Avec sa population jeune, un ratio population/ingénieurs trois fois supérieur à celui des États-Unis et le marché hispanophone à portée de main, Mexico City fait rêver. « Le Mexique se présente comme le second écosystème le plus attractif pour les investisseurs en Amérique Latine », vante l’équipe de l’incubateur parisien dans son communiqué. Et la communauté du biohacking ? Une jeune génération cherche à s’installer elle aussi. Suivez le guide à la rencontre des makers nouvelle génération.
Fablab Impact, le vaisseau amiral
A quelques pas du makerspace Hacedores, voici le Fablab Impact, projet très ambitieux qui ouvrira la semaine suivant notre passage. Le bâtiment a été choisi pour devenir un centre d’innovation, vaisseau amiral d’une régénération du centre historique de la ville. Un quartier stratégique puisque s’y regroupe pléthore d’artisans spécialisés : travail du bois, de l’électronique, de l’alimentation, des vêtements ou chaussures, « peu importe ce que vous cherchez, vous le trouvez », nous explique Sinuhe Acosta, architecte et co-fondateur du fablab.
Le terrain de jeu est énorme. Dans ce bâtiment de huit étages couvert par la poussière des travaux, Oscar Velazquez, business developer, et Sinuhe font le tour du propriétaire. Bientôt, au rez-de-chaussée, une autre équipe ouvrira un espace de co-working.

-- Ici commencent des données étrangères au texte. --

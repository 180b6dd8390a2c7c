//! # Categorizer
//!
//! Assigns a grocery aisle to an ingredient by keyword substring match.
//! Rules are checked in a fixed order and the first match wins, so
//! "peanut butter" lands in Produce (via "pea") before Dairy gets a look.
//! Names matching nothing go to [`Category::Other`].

use crate::ingredient_model::Category;
use log::trace;

/// Category rules in evaluation order
pub const CATEGORY_RULES: &[(Category, &[&str])] = &[
    (
        Category::Produce,
        &[
            "lettuce", "spinach", "kale", "arugula", "cabbage", "carrot", "onion", "garlic",
            "potato", "tomato", "pepper", "cucumber", "zucchini", "squash", "pumpkin", "broccoli",
            "cauliflower", "corn", "pea", "bean", "lentil", "fruit", "apple", "banana", "orange",
            "berry", "lemon", "lime", "herb", "cilantro", "parsley", "basil", "mint", "thyme",
            "rosemary", "avocado", "mushroom",
        ],
    ),
    (
        Category::Dairy,
        &["milk", "cream", "cheese", "yogurt", "butter", "egg", "margarine"],
    ),
    (
        Category::Meat,
        &[
            "beef", "steak", "chicken", "pork", "ham", "bacon", "sausage", "turkey", "meat", "lamb",
            "veal",
        ],
    ),
    (
        Category::Seafood,
        &[
            "fish", "salmon", "tuna", "shrimp", "prawn", "crab", "lobster", "clam", "mussel",
            "oyster", "scallop", "seafood",
        ],
    ),
    (
        Category::BakingAndSpices,
        &[
            "flour", "sugar", "baking powder", "baking soda", "yeast", "salt", "pepper", "spice",
            "cinnamon", "vanilla", "cocoa", "chocolate", "extract",
        ],
    ),
    (
        Category::GrainsAndPasta,
        &[
            "rice", "pasta", "noodle", "spaghetti", "macaroni", "bread", "cereal", "oat", "quinoa",
            "barley", "grain",
        ],
    ),
    (
        Category::CannedGoods,
        &["can", "canned", "jar", "preserved", "soup", "broth", "stock"],
    ),
    (Category::Frozen, &["frozen", "ice cream", "popsicle"]),
    (
        Category::CondimentsAndSauces,
        &[
            "sauce", "ketchup", "mustard", "mayo", "mayonnaise", "vinegar", "oil", "dressing",
            "syrup", "honey", "jam", "jelly",
        ],
    ),
    (
        Category::Beverages,
        &["water", "juice", "soda", "tea", "coffee", "wine", "beer", "alcohol", "drink"],
    ),
    (
        Category::Snacks,
        &["chip", "cracker", "nut", "seed", "snack", "popcorn", "pretzel"],
    ),
];

/// Category for an ingredient name
pub fn categorize(name: &str) -> Category {
    let name = name.to_lowercase();
    let category = CATEGORY_RULES
        .iter()
        .find(|(_, keywords)| keywords.iter().any(|keyword| name.contains(keyword)))
        .map(|(category, _)| *category)
        .unwrap_or(Category::Other);

    trace!("Categorized '{}' as {}", name, category);
    category
}
#[cfg(test)]
mod tests {
    use super::*;
    use std::collections::BTreeSet;

    fn bucket(name: &str, clean: &str, quantity: f64, unit: StdUnit, original: &str) -> AggregatedBucket {
        AggregatedBucket {
            key: name.to_string(),
            normalized_name: name.to_string(),
            clean_name: clean.to_string(),
            std_quantity: quantity,
            std_unit: unit,
            original_unit: original.to_string(),
            is_liquid: crate::reference_tables::is_liquid(name),
            recipe_ids: BTreeSet::from(["r1".to_string()]),
        }
    }

    #[test]
    fn test_format_count() {
        assert_eq!(format_quantity(2.0, &DisplayUnit::Count, 0.01), "2");
        assert_eq!(format_quantity(1.5, &DisplayUnit::Count, 0.01), "1.5");
    }

    #[test]
    fn test_format_fractions() {
        assert_eq!(format_quantity(0.25, &DisplayUnit::Cup, 0.01), "1/4");
        assert_eq!(format_quantity(0.505, &DisplayUnit::Cup, 0.01), "1/2");
        assert_eq!(format_quantity(0.333, &DisplayUnit::Cup, 0.01), "1/3");
        assert_eq!(format_quantity(0.67, &DisplayUnit::Cup, 0.01), "2/3");
        assert_eq!(format_quantity(0.4, &DisplayUnit::Cup, 0.01), "0.4");
    }

    #[test]
    fn test_format_decimals() {
        assert_eq!(format_quantity(3.0, &DisplayUnit::Cup, 0.01), "3");
        assert_eq!(format_quantity(1.126, &DisplayUnit::Cup, 0.01), "1.13");
        assert_eq!(format_quantity(2.999, &DisplayUnit::Cup, 0.01), "3");
        assert_eq!(format_quantity(125.0, &DisplayUnit::Gram, 0.01), "125");
        assert_eq!(format_quantity(10.46, &DisplayUnit::Gram, 0.01), "10.5");
    }

    #[test]
    fn test_tiny_amounts_never_print_as_zero() {
        assert_eq!(format_quantity(0.0042, &DisplayUnit::Cup, 0.01), "<0.01");
        assert_eq!(format_quantity(0.02, &DisplayUnit::Count, 0.01), "<0.1");
        assert_eq!(format_quantity(0.006, &DisplayUnit::Cup, 0.01), "0.01");
    }

    #[test]
    fn test_tiny_amount_falls_back_to_standard_unit() {
        let milk = bucket("milk", "Milk", 1.0, StdUnit::Milliliters, "ml");
        let shown = present(&milk, 0.01);
        assert_eq!(shown.unit, DisplayUnit::Milliliter);
        assert_eq!(shown.formatted_amount, "1");
        assert_eq!(shown.display_text, "1 ml Milk");
    }

    #[test]
    fn test_collapse_repeated_words() {
        assert_eq!(collapse_repeated_words("2 Slices of of Bread"), "2 Slices of Bread");
        assert_eq!(collapse_repeated_words("1 tsp Tsp Salt"), "1 tsp Salt");
        assert_eq!(collapse_repeated_words("1 cup Milk"), "1 cup Milk");
    }

    #[test]
    fn test_count_from_original_unit() {
        let garlic = bucket("garlic", "Garlic", 3.0, StdUnit::Count, "cloves");
        let shown = present(&garlic, 0.01);
        assert_eq!(shown.unit, DisplayUnit::Count);
        assert_eq!(shown.display_text, "3 Cloves of Garlic");
        assert_eq!(shown.standardized_display, "3 Garlic");
    }

    #[test]
    fn test_single_count_word_is_singular() {
        let bread = bucket("bread", "Bread", 1.0, StdUnit::Count, "slice");
        assert_eq!(present(&bread, 0.01).display_text, "1 Slice of Bread");

        let cilantro = bucket("cilantro", "Cilantro", 2.0, StdUnit::Count, "bunches");
        assert_eq!(present(&cilantro, 0.01).display_text, "2 Bunches of Cilantro");
    }

    #[test]
    fn test_count_word_in_name() {
        let celery = bucket("celery stalks", "Celery Stalks", 4.0, StdUnit::Count, "");
        assert_eq!(present(&celery, 0.01).display_text, "4 Stalks of Celery");
    }

    #[test]
    fn test_plain_count() {
        let eggs = bucket("eggs", "Eggs", 2.0, StdUnit::Count, "");
        let shown = present(&eggs, 0.01);
        assert_eq!(shown.unit.token(), "count");
        assert_eq!(shown.formatted_amount, "2");
        assert_eq!(shown.display_text, "2 Eggs");
    }

    #[test]
    fn test_preferred_unit_through_density() {
        // 1/2 tsp salt standardizes to grams
        let grams = 0.5 * 4.93 * 1.22;
        let salt = bucket("salt", "Salt", grams, StdUnit::Grams, "tsp");
        let shown = present(&salt, 0.01);
        assert_eq!(shown.unit, DisplayUnit::Teaspoon);
        assert_eq!(shown.formatted_amount, "1/2");
        assert_eq!(shown.display_text, "1/2 tsp Salt");
    }

    #[test]
    fn test_count_proposal_needs_count_quantity() {
        // 2 cups of diced tomatoes stay in volume
        let tomatoes = bucket("tomatoes", "Tomatoes", 473.18, StdUnit::Milliliters, "cups");
        let shown = present(&tomatoes, 0.01);
        assert_eq!(shown.unit, DisplayUnit::Cup);
        assert_eq!(shown.formatted_amount, "2");
    }

    #[test]
    fn test_liquid_thresholds() {
        let cases = [
            (10.0, DisplayUnit::Teaspoon),
            (30.0, DisplayUnit::Tablespoon),
            (250.0, DisplayUnit::Cup),
            (1500.0, DisplayUnit::Liter),
        ];
        for (ml, expected) in cases {
            let stock = bucket("chicken stock", "Chicken Stock", ml, StdUnit::Milliliters, "ml");
            assert_eq!(select_display_unit(&stock), expected, "for {} ml", ml);
        }
    }

    #[test]
    fn test_solid_thresholds() {
        let chicken = bucket("chicken breast", "Chicken Breast", 450.0, StdUnit::Grams, "g");
        assert_eq!(select_display_unit(&chicken), DisplayUnit::Gram);

        let chicken = bucket("chicken breast", "Chicken Breast", 900.0, StdUnit::Grams, "lb");
        let shown = present(&chicken, 0.01);
        assert_eq!(shown.unit, DisplayUnit::Kilogram);
        assert_eq!(shown.display_text, "0.9 kg Chicken Breast");
        assert_eq!(shown.standardized_display, "900 g Chicken Breast");

        // teaspoons need a density, so small amounts without one stay in grams
        let chili = bucket("chili flakes", "Chili Flakes", 5.0, StdUnit::Grams, "g");
        assert_eq!(select_display_unit(&chili), DisplayUnit::Gram);
    }

    #[test]
    fn test_unconverted_unit_is_kept() {
        let salt = bucket("salt", "Salt", 2.0, StdUnit::Unconverted("pinch".to_string()), "pinch");
        let shown = present(&salt, 0.01);
        assert_eq!(shown.unit.token(), "pinch");
        assert_eq!(shown.display_text, "2 pinch Salt");
        assert_eq!(shown.standardized_display, "2 pinch Salt");
    }

    #[test]
    fn test_rules_are_ordered() {
        assert_eq!(DISPLAY_RULES.first(), Some(&DisplayRule::CountMeasure));
        assert_eq!(DISPLAY_RULES.last(), Some(&DisplayRule::Magnitude));
    }
}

Avec son pitch bien rôdé et une expérience en tant que directeur d’un espace de co-working dans le quartier trendy de Coyoacan, Oscar a convaincu les investisseurs privés, la ville et le ministère de l’Entrepreneuriat d’investir dans son projet.
Ici, on parle « impact positif » de l’innovation et gros sous. Le crédo : « démocratiser l’innovation ». D’un côté, le fablab, avec lequel les créateurs espèrent séduire et mobiliser le voisinage traditionnel. Intérêt porté à la fabrication numérique par les artisans du quartier : « 50/50 », reconnaît Sinuhe. De l’autre, un incubateur de start-ups « impactantes » : écologie, santé, fintech ou robotique, entre autres.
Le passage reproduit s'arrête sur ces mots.